=== Begin Enclosure ===

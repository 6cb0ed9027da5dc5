//! Session roles and the operation subsets they permit
//!
//! Roles are a tagged enum rather than a type hierarchy: each variant maps
//! to a fixed subset of catalog operations. The session layer consults
//! [`Role::permits`] before dispatching; the catalog itself is role-blind.

use serde::{Deserialize, Serialize};
use std::str::FromStr;
use thiserror::Error;

/// The catalog operations a session can request
#[derive(Debug, Clone, Copy, PartialEq, Eq, Hash, Serialize, Deserialize)]
pub enum CatalogOp {
    /// List available books
    List,
    /// Borrow a book by id
    Borrow,
    /// Return a borrowed book by id
    Return,
    /// Add a new book to the catalog
    Add,
    /// Remove a book from the catalog
    Remove,
}

/// A session role, gating which operations are offered
#[derive(Debug, Clone, Copy, PartialEq, Eq, Hash, Serialize, Deserialize)]
pub enum Role {
    /// Can list, borrow, and return books
    Reader,
    /// Can list, add, and remove books
    Librarian,
}

impl Role {
    /// The operations this role is allowed to perform, in menu order
    pub fn operations(&self) -> &'static [CatalogOp] {
        match self {
            Role::Reader => &[CatalogOp::List, CatalogOp::Borrow, CatalogOp::Return],
            Role::Librarian => &[CatalogOp::Add, CatalogOp::Remove, CatalogOp::List],
        }
    }

    /// Whether this role may perform the given operation
    ///
    /// # Examples
    ///
    /// ```
    /// use biblio_core::role::{CatalogOp, Role};
    ///
    /// assert!(Role::Reader.permits(CatalogOp::Borrow));
    /// assert!(!Role::Reader.permits(CatalogOp::Remove));
    /// ```
    pub fn permits(&self, op: CatalogOp) -> bool {
        self.operations().contains(&op)
    }

    /// The lowercase name used in CLI flags and prompts
    pub fn name(&self) -> &'static str {
        match self {
            Role::Reader => "reader",
            Role::Librarian => "librarian",
        }
    }
}

impl std::fmt::Display for Role {
    fn fmt(&self, f: &mut std::fmt::Formatter<'_>) -> std::fmt::Result {
        f.write_str(self.name())
    }
}

/// Error returned when parsing an unknown role name
#[derive(Debug, Clone, PartialEq, Eq, Error)]
#[error("unknown role {input:?} (expected \"reader\" or \"librarian\")")]
pub struct ParseRoleError {
    /// The string that failed to parse
    pub input: String,
}

impl FromStr for Role {
    type Err = ParseRoleError;

    fn from_str(s: &str) -> std::result::Result<Self, Self::Err> {
        match s.to_ascii_lowercase().as_str() {
            "reader" => Ok(Role::Reader),
            "librarian" => Ok(Role::Librarian),
            _ => Err(ParseRoleError {
                input: s.to_string(),
            }),
        }
    }
}

#[cfg(test)]
mod tests {
    use super::*;

    #[test]
    fn test_reader_operation_subset() {
        assert!(Role::Reader.permits(CatalogOp::List));
        assert!(Role::Reader.permits(CatalogOp::Borrow));
        assert!(Role::Reader.permits(CatalogOp::Return));
        assert!(!Role::Reader.permits(CatalogOp::Add));
        assert!(!Role::Reader.permits(CatalogOp::Remove));
    }

    #[test]
    fn test_librarian_operation_subset() {
        assert!(Role::Librarian.permits(CatalogOp::List));
        assert!(Role::Librarian.permits(CatalogOp::Add));
        assert!(Role::Librarian.permits(CatalogOp::Remove));
        assert!(!Role::Librarian.permits(CatalogOp::Borrow));
        assert!(!Role::Librarian.permits(CatalogOp::Return));
    }

    #[test]
    fn test_role_from_str() {
        assert_eq!("reader".parse::<Role>().unwrap(), Role::Reader);
        assert_eq!("Librarian".parse::<Role>().unwrap(), Role::Librarian);
        let err = "janitor".parse::<Role>().unwrap_err();
        assert!(err.to_string().contains("janitor"));
    }

    #[test]
    fn test_role_display_round_trip() {
        for role in [Role::Reader, Role::Librarian] {
            assert_eq!(role.to_string().parse::<Role>().unwrap(), role);
        }
    }
}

=== End Enclosure ===

TASK DIRECTIONS: Taking the records above, retype every line from the one with "to the catalog" down to the one with "pub enum Role", exactly and with nothing else.

ANSWER FOR THIS EXERCISE:
    /// Add a new book to the catalog
    Add,
    /// Remove a book from the catalog
    Remove,
}

/// A session role, gating which operations are offered
#[derive(Debug, Clone, Copy, PartialEq, Eq, Hash, Serialize, Deserialize)]
pub enum Role {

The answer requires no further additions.